- PROBLEM TO SOLVE
What you produce should be every line from the data that includes "crate".

====

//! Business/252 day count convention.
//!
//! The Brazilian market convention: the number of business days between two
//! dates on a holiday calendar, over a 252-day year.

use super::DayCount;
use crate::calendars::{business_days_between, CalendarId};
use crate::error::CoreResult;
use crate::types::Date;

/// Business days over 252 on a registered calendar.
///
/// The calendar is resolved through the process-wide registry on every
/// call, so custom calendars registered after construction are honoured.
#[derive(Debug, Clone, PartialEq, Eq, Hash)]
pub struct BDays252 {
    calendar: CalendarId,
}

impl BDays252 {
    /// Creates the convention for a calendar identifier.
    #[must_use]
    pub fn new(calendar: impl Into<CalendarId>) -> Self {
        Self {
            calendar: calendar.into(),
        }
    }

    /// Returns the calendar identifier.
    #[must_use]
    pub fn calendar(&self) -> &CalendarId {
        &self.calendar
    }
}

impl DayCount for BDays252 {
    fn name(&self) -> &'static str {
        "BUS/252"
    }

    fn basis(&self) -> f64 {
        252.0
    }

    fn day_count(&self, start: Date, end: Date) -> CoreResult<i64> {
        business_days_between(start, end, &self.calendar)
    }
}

====

- COMPLETED TASK
use crate::calendars::{business_days_between, CalendarId};
use crate::error::CoreResult;
use crate::types::Date;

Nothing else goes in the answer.